Exploring the Role of GenAI Tools on Student Motivation and Communicative Competence in the Spanish Classroom
Bibliographic record
Abstract
This study explores the integration of Generative Artificial Intelligence (GenAI) in an advanced Spanish language course, with a focus on learner motivation and communicative competence. Although GenAI tools, such as chatbots and adaptive feedback systems, have been increasingly implemented in higher education, their application in Spanish as a Foreign Language (SFL) classroom remains under-researched. The research involved 41 students from two sections of an advanced Spanish course at a Canadian university, one for foreign language learners and one for heritage speakers. Participants completed a pre-task questionnaire, engaged in a GenAI supported collaborative task, and reflected on their experiences through a post-task survey.
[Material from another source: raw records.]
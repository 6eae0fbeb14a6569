/// Terminal module - the I/O boundary every component writes through

pub mod console;
pub mod memory;

pub use console::ConsoleTerminal;
pub use memory::{MemoryTerminal, TerminalEvent};

use crossterm::event::{KeyCode, KeyEvent, KeyEventKind, KeyModifiers};
use crossterm::style::Color;
use serde::{Deserialize, Serialize};
use std::io;

/// A single key press, reduced to what the selection menu cares about
#[derive(Debug, Clone, Copy, PartialEq, Eq)]
pub enum KeyPress {
    Up,
    Down,
    Confirm,
    Other,
}

impl KeyPress {
    /// Classify a crossterm key event. Returns `None` for release/repeat events.
    pub fn from_event(event: KeyEvent) -> Option<Self> {
        if event.kind != KeyEventKind::Press {
            return None;
        }

        Some(match event.code {
            KeyCode::Up => KeyPress::Up,
            KeyCode::Down => KeyPress::Down,
            KeyCode::Enter => KeyPress::Confirm,
            _ => KeyPress::Other,
        })
    }
}

/// Ctrl-C, which raw mode no longer turns into SIGINT
pub fn is_interrupt(event: &KeyEvent) -> bool {
    event.kind == KeyEventKind::Press
        && event.code == KeyCode::Char('c')
        && event.modifiers.contains(KeyModifiers::CONTROL)
}

/// Foreground colors a menu can highlight with
#[derive(Debug, Clone, Copy, Default, PartialEq, Eq, Serialize, Deserialize)]
#[serde(rename_all = "snake_case")]
pub enum HighlightColor {
    Black,
    DarkGrey,
    Grey,
    White,
    #[default]
    Red,
    DarkRed,
    Green,
    DarkGreen,
    Yellow,
    DarkYellow,
    Blue,
    DarkBlue,
    Magenta,
    DarkMagenta,
    Cyan,
    DarkCyan,
}

impl From<HighlightColor> for Color {
    fn from(color: HighlightColor) -> Self {
        match color {
            HighlightColor::Black => Color::Black,
            HighlightColor::DarkGrey => Color::DarkGrey,
            HighlightColor::Grey => Color::Grey,
            HighlightColor::White => Color::White,
            HighlightColor::Red => Color::Red,
            HighlightColor::DarkRed => Color::DarkRed,
            HighlightColor::Green => Color::Green,
            HighlightColor::DarkGreen => Color::DarkGreen,
            HighlightColor::Yellow => Color::Yellow,
            HighlightColor::DarkYellow => Color::DarkYellow,
            HighlightColor::Blue => Color::Blue,
            HighlightColor::DarkBlue => Color::DarkBlue,
            HighlightColor::Magenta => Color::Magenta,
            HighlightColor::DarkMagenta => Color::DarkMagenta,
            HighlightColor::Cyan => Color::Cyan,
            HighlightColor::DarkCyan => Color::DarkCyan,
        }
    }
}

/// Primitive terminal operations the toolkit is written against.
///
/// `ConsoleTerminal` drives the real terminal through crossterm; `MemoryTerminal`
/// replays scripted input and records everything written.
pub trait Terminal {
    /// Write text without a trailing newline
    fn write(&mut self, text: &str) -> io::Result<()>;

    /// Write text followed by a newline
    fn write_line(&mut self, text: &str) -> io::Result<()>;

    /// Blocking read of one line, without its line terminator
    fn read_line(&mut self) -> io::Result<String>;

    /// Blocking read of a single key press
    fn read_key(&mut self) -> io::Result<KeyPress>;

    fn set_foreground_color(&mut self, color: HighlightColor) -> io::Result<()>;

    fn reset_color(&mut self) -> io::Result<()>;

    /// Clear visible content and move the cursor home
    fn clear_screen(&mut self) -> io::Result<()>;
}

#[cfg(test)]
mod tests {
    use super::*;
    use crossterm::event::KeyEventState;

    fn key(code: KeyCode, kind: KeyEventKind) -> KeyEvent {
        KeyEvent {
            code,
            modifiers: KeyModifiers::NONE,
            kind,
            state: KeyEventState::NONE,
        }
    }

    #[test]
    fn test_arrow_keys_navigate() {
        assert_eq!(KeyPress::from_event(key(KeyCode::Up, KeyEventKind::Press)), Some(KeyPress::Up));
        assert_eq!(KeyPress::from_event(key(KeyCode::Down, KeyEventKind::Press)), Some(KeyPress::Down));
    }

    #[test]
    fn test_enter_confirms_and_others_are_ignored() {
        assert_eq!(KeyPress::from_event(key(KeyCode::Enter, KeyEventKind::Press)), Some(KeyPress::Confirm));
        assert_eq!(KeyPress::from_event(key(KeyCode::Char('j'), KeyEventKind::Press)), Some(KeyPress::Other));
        assert_eq!(KeyPress::from_event(key(KeyCode::Esc, KeyEventKind::Press)), Some(KeyPress::Other));
    }

    #[test]
    fn test_ctrl_c_is_an_interrupt() {
        let mut ctrl_c = key(KeyCode::Char('c'), KeyEventKind::Press);
        ctrl_c.modifiers = KeyModifiers::CONTROL;

        assert!(is_interrupt(&ctrl_c));
        assert!(!is_interrupt(&key(KeyCode::Char('c'), KeyEventKind::Press)));
        assert!(!is_interrupt(&key(KeyCode::Enter, KeyEventKind::Press)));
    }

    #[test]
    fn test_release_events_are_skipped() {
        assert_eq!(KeyPress::from_event(key(KeyCode::Enter, KeyEventKind::Release)), None);
    }

    #[test]
    fn test_highlight_color_parses_snake_case() {
        #[derive(Deserialize)]
        struct Wrapper {
            color: HighlightColor,
        }

        let parsed: Wrapper = toml::from_str("color = \"dark_green\"").unwrap();
        assert_eq!(parsed.color, HighlightColor::DarkGreen);
        assert_eq!(Color::from(parsed.color), Color::DarkGreen);
    }
}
The primary task involved using ChatGPT to gather cultural information about a Spanish-speaking country and create a promotional campaign. Data were collected using both quantitative (Likert-scale surveys) and qualitative (open-ended reflections) methods. Findings indicate that most students felt comfortable and motivated when using GenAI tools and perceived them as useful for accessing real-time feedback and supporting personalized learning. The task was described as engaging and well-organized, although some students found it too simple to fully challenge their language abilities. Participants also identified limitations, including concerns about content accuracy, overreliance, and the lack of cultural and emotional nuance in GenAI outputs. The study underscores the importance of task design, GenAI literacy, and the instructor’s role when implementing GenAI tools in language instruction. It advocates for a hybrid approach that combines human expertise with GenAI capabilities to foster motivation, learner autonomy, and communicative competence, addressing an underexplored gap in the literature.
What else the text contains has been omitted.